In the said decision, the Supreme Court had held that in certain cases, the
assessing officer (AO) could exercise its powers under Section 147/148 of
the Act, even in cases which are related to a search conducted under Section
132 of the Act. The Revenue construes the decision as constituting a finding
or a direction for issuing such notices in respect of cases such of the
assessee‟s.
3. The question whether the decision in the case of Principal
Commissioner of Income-tax, Central-3 v. Abhisar Buildwell (P.) Ltd.

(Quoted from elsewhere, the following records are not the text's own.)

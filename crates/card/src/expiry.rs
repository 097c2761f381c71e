//! Card expiration date (`MM/YY`).

use std::fmt;
use std::str::FromStr;

use chrono::{Months, NaiveDate, Utc};

use crate::{CardError, Result};

/// How far ahead an expiry may lie, in years.
pub const MAX_YEARS_AHEAD: u32 = 20;

/// Month and two-digit year printed on the card.
#[derive(Debug, Clone, Copy, PartialEq, Eq, PartialOrd, Ord, Hash)]
pub struct Expiry {
    year: u8,
    month: u8,
}

impl Expiry {
    /// Creates an expiry from a month (1-12) and a two-digit year (0-99).
    pub fn new(month: u8, year: u8) -> Result<Self> {
        if !(1..=12).contains(&month) || year > 99 {
            return Err(CardError::InvalidExpiry(format!("{month:02}/{year:02}")));
        }
        Ok(Self { year, month })
    }

    /// Parses `MM/YY`.
    ///
    /// Both parts must be exactly two ASCII digits.
    ///
    /// # Example
    /// ```
    /// use datacap_card::Expiry;
    ///
    /// let expiry = Expiry::parse("09/29").unwrap();
    /// assert_eq!(expiry.month(), 9);
    /// assert_eq!(expiry.full_year(), 2029);
    /// assert!(Expiry::parse("9/29").is_err());
    /// ```
    pub fn parse(input: &str) -> Result<Self> {
        let invalid = || CardError::InvalidExpiry(input.to_string());

        let mut parts = input.trim().split('/');
        let (Some(month), Some(year), None) = (parts.next(), parts.next(), parts.next()) else {
            return Err(invalid());
        };

        let month = parse_two_digits(month).ok_or_else(invalid)?;
        let year = parse_two_digits(year).ok_or_else(invalid)?;
        Self::new(month, year).map_err(|_| invalid())
    }

    /// Month, 1-12.
    pub fn month(&self) -> u8 {
        self.month
    }

    /// Two-digit year as printed.
    pub fn year(&self) -> u8 {
        self.year
    }

    /// Four-digit year (20YY).
    pub fn full_year(&self) -> i32 {
        2000 + i32::from(self.year)
    }

    /// Month as `MM`.
    pub fn month_str(&self) -> String {
        format!("{:02}", self.month)
    }

    /// Year as `YY`.
    pub fn year_str(&self) -> String {
        format!("{:02}", self.year)
    }

    /// Last calendar day on which the card is usable.
    pub fn last_day(&self) -> Option<NaiveDate> {
        first_of_month(self.full_year(), u32::from(self.month))?
            .checked_add_months(Months::new(1))?
            .pred_opt()
    }

    /// Checks the expiry against `today`.
    pub fn check_at(&self, today: NaiveDate) -> Result<()> {
        let last_day = self.last_day().ok_or_else(|| CardError::InvalidExpiry(self.to_string()))?;
        if last_day < today {
            return Err(CardError::Expired);
        }

        let first_day = first_of_month(self.full_year(), u32::from(self.month))
            .ok_or_else(|| CardError::InvalidExpiry(self.to_string()))?;
        let limit = today
            .checked_add_months(Months::new(MAX_YEARS_AHEAD * 12))
            .ok_or(CardError::ExpiryTooFar)?;
        if first_day > limit {
            return Err(CardError::ExpiryTooFar);
        }

        Ok(())
    }

    /// Checks the expiry against the current UTC date.
    pub fn check(&self) -> Result<()> {
        self.check_at(Utc::now().date_naive())
    }
}

impl FromStr for Expiry {
    type Err = CardError;

    fn from_str(s: &str) -> Result<Self> {
        Self::parse(s)
    }
}

impl fmt::Display for Expiry {
    fn fmt(&self, f: &mut fmt::Formatter<'_>) -> fmt::Result {
        write!(f, "{:02}/{:02}", self.month, self.year)
    }
}

fn parse_two_digits(part: &str) -> Option<u8> {
    if part.len() == 2 && part.bytes().all(|b| b.is_ascii_digit()) {
        part.parse().ok()
    } else {
        None
    }
}

fn first_of_month(year: i32, month: u32) -> Option<NaiveDate> {
    NaiveDate::from_ymd_opt(year, month, 1)
}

(supra) constitutes a finding and a direction for permitting the issuance of
notice under Section 148 of the Act in cases, which are otherwise beyond
the period as stipulated under Section 149 of the Act is no longer res
integra. This Court in the case of ARN Infrastructures India Ltd. v.
Assistant Commissioner of Income Tax Cental Circle-28 Delhi & Ors.:
Neutral Citation No.:2024:DHC:7423-DB had rejected a similar
contention. The relevant extract of the said decision is set out below:
38. It is pertinent to note that a reference to Sections 147 and
“
148 of the Act in Abhisar Buildwell firstly appears in paragraph
33 of the report and where the Supreme Court observed that in
cases where a search does not result in any incriminating
material being found, the only remedy that would be available to
the Revenue would be to resort to reassessment.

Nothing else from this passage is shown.